La Gran Guerra ha terminado a las 11 horas del día 11 del mes 11 –noviembre- de 1918. Las campanas de las iglesias comienzan a sonar con toque de júbilo y todo París se echa a la calle a celebrarlo. Todo París menos Picasso. El pintor español está con un reducido grupo de amigos, Fernand Léger, Max Jacob, Blaise Cendrars, en el cementerio de Père-Lachaise enterrando a otro amigo querido, Apollinaire.

Este poeta genial nacido en Roma, inventor del concepto “surrealismo”, contestatario, antimilitarista, feminista y erotómano, que fue incluso encarcelado tras el robo de la Gioconda en el Louvre –junto a su amigo Picasso, por cierto-, se ha presentado voluntario para luchar por Francia en 1914, al estallar la Primera Guerra Mundial. Apollinaire es italiano, su país no está en guerra, y él ha sobrepasado ampliamente la edad militar, pero aun así se va al frente. En 1916 recibe una herida grave en la cabeza de la que nunca terminará de curarse, pero lo importante es que logra sobrevivir dos años en el infierno de las trincheras. Sin embargo no aguantará más de dos días frente al virus de la gripe.

Es como si unos crueles dioses hayan decidido en su Olimpo acabar con el hombre. La Gran Guerra, que luego llamaremos Primera Guerra Mundial, ha supuesto la mayor masacre de la humanidad, unos nueve millones de muertos en los campos de batalla, y cuando termina ese matadero, solapándose por unos meses con él, comienza el de la gripe, que multiplica alegremente –valga la contradicción- el número de fallecidos: 25 millones, 30, 40, 50 millones… Los cálculos varían ampliamente, pero lo cierto es que faltan datos de zonas muy pobladas como China. Solamente en la India hay siete millones de muertos, y un millón en la poco poblada África Occidental Francesa. En Oceanía fallece la cuarta parte de la población y en Estados Unidos, solamente en octubre de 1918, coincidiendo con el último mes de la guerra, hay 200.000 muertes.

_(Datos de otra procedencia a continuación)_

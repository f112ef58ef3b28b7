// Copyright 2023-Present Datadog, Inc. https://www.datadoghq.com/
// SPDX-License-Identifier: Apache-2.0

//! Retry engine for batches that failed with a transient error.
//!
//! Each cycle snapshots and clears the retry queue, re-chunks it by
//! `batch_size` and works through the chunks one after another. A chunk gets
//! up to `retry_limit` attempts, each preceded by an exponential backoff
//! sleep. A chunk that is rejected permanently or runs out of attempts is
//! written to the backup store.

use std::sync::Arc;
use std::time::Duration;
use tokio::time::{interval_at, Instant, MissedTickBehavior};
use tokio_util::sync::CancellationToken;
use tracing::{debug, warn};

use crate::pipeline::Pipeline;
use crate::record::LogRecord;

/// Delay before attempt `attempt` (zero based): `factor * 2^attempt`.
#[must_use]
pub fn backoff_delay(factor: Duration, attempt: u32) -> Duration {
    factor.saturating_mul(2u32.saturating_pow(attempt))
}

#[derive(Clone)]
pub(crate) struct RetryEngine {
    pipeline: Arc<Pipeline>,
}

impl RetryEngine {
    pub fn new(pipeline: Arc<Pipeline>) -> Self {
        RetryEngine { pipeline }
    }

    pub async fn process_retry_queue(&self) {
        let pending = std::mem::take(&mut self.pipeline.state().retry);
        if pending.is_empty() {
            return;
        }
        debug!("LOGS | Retrying {} records", pending.len());

        for chunk in pending.chunks(self.pipeline.config.batch_size) {
            self.retry_chunk(chunk.to_vec()).await;
        }
    }

    async fn retry_chunk(&self, chunk: Vec<LogRecord>) {
        let config = &self.pipeline.config;
        for attempt in 0..config.retry_limit {
            tokio::time::sleep(backoff_delay(config.backoff_factor, attempt)).await;

            match self.pipeline.sender.send(&chunk).await {
                Ok(()) => return,
                Err(e) if e.is_permanent() => {
                    warn!(
                        "LOGS | Retry of {} records rejected permanently: {}",
                        chunk.len(),
                        e
                    );
                    break;
                }
                Err(e) => debug!(
                    "LOGS | Retry attempt {}/{} failed: {}",
                    attempt + 1,
                    config.retry_limit,
                    e
                ),
            }
        }

        self.pipeline.back_up(chunk).await;
    }

    /// Runs retry cycles every `retry_interval` until `cancel` fires. A cycle
    /// that has started always runs to completion.
    pub async fn run(self, cancel: CancellationToken) {
        let period = self.pipeline.config.retry_interval;
        let mut ticker = interval_at(Instant::now() + period, period);
        ticker.set_missed_tick_behavior(MissedTickBehavior::Delay);

        loop {
            tokio::select! {
                biased;
                () = cancel.cancelled() => break,
                _ = ticker.tick() => self.process_retry_queue().await,
            }
        }
        debug!("LOGS | Retry timer stopped");
    }
}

Ojo a Estados Unidos, porque las últimas investigaciones del Smithsonian Institute apuntan a que allí está el foco inicial de la pandemia. Su cifra de víctimas mortales, 650.000, es relativamente baja –en comparación con la India, por ejemplo- pero lo peor es que son los americanos los que, con su mejor intención, traen la plaga a Europa. En 1918 entran en combate un millón de soldados estadounidenses. Les llaman los doughboys, los chicos de los donuts (doughnuts, en inglés) y son un factor decisivo para inclinar la balanza a favor de los Aliados. Sin ellos no se sabe cómo habría acabado la Gran Guerra.

Pero aunque en Francia piensan que han traído la salvación, han traído la muerte, una muerte mucho más certera que la del campo de batalla, según las cifras que hemos dado. Una característica del virus A N1H1, agente de esta pandemia, es que afecta a los jóvenes más que a la gente de edad, en contra de lo habitual. Pese a la letalidad de lo que Churchill llamaría “el todo o nada de Ludendorff”, la última ofensiva alemana, de los 160.000 doughboys muertos en Francia, un tercio es por la gripe.

El soldado de Nápoles

Si la gripe nació en Estados Unidos y la esparcieron por el mundo los norteamericanos, ¿por qué la llamaron Spanish influenza, gripe española? Será el corresponsal del Times en Madrid quien, tras caer enfermo de gripe el rey Alfonso XIII, mande una crónica a Londres hablando de la “gripe española”. Se da la circunstancia de que España, al no haber entrado en la guerra, no ha impuesto la censura de prensa, como han hecho los países beligerantes, incluso los de mayor tradición de libertad de expresión.

Así, mientras en Inglaterra, Francia y Estados Unidos se oculta lo que está provocando la enfermedad, los periódicos españoles hablan con libertad de esa desconcertante epidemia que se extiende sin encontrar barrera posible en 1918. Los españoles, que de todo hacen chistes, se permiten tomársela a broma y apodan a la plaga el “Soldado de Nápoles”, en referencia a un coro de la zarzuela La canción del olvido que todo el mundo canta, porque todo el mundo coge la gripe. Todo el mundo quiere decir ocho millones de españoles, cerca de la mitad de la población, que es de 20 millones en 1918.

El Soldado de Nápoles provoca entre 250.000 y 300.000 muertos en nuestro país, y algunos piensan que es el fin del mundo. En las Hurdes, la región más miserable y olvidada de España, víctima de enfermedades endémicas, la gente cree que efectivamente ha llegado el día del Juicio Final, de modo que, de perdidos al río, matan a las pocas cabras que tienen y se las comen. “Y mejoraron”, escribe un párroco local. Y es que, según Marañón, que recorrería la zona haciendo estudios, la más persistente y dolorosa enfermedad que padecen los hurdanos es “el hambre crónica”. Por muy terrible que fuese la gripe de 1918, los de las Hurdes podían decir como el torero Espartero: “Más cornás da el hambre”.

Últimas noticias

Recibe cada mañana nuestra selección informativa

Acepto la política de privacidad


Comentar | Comentarios 0

Tienes que estar registrado para poder escribir comentarios.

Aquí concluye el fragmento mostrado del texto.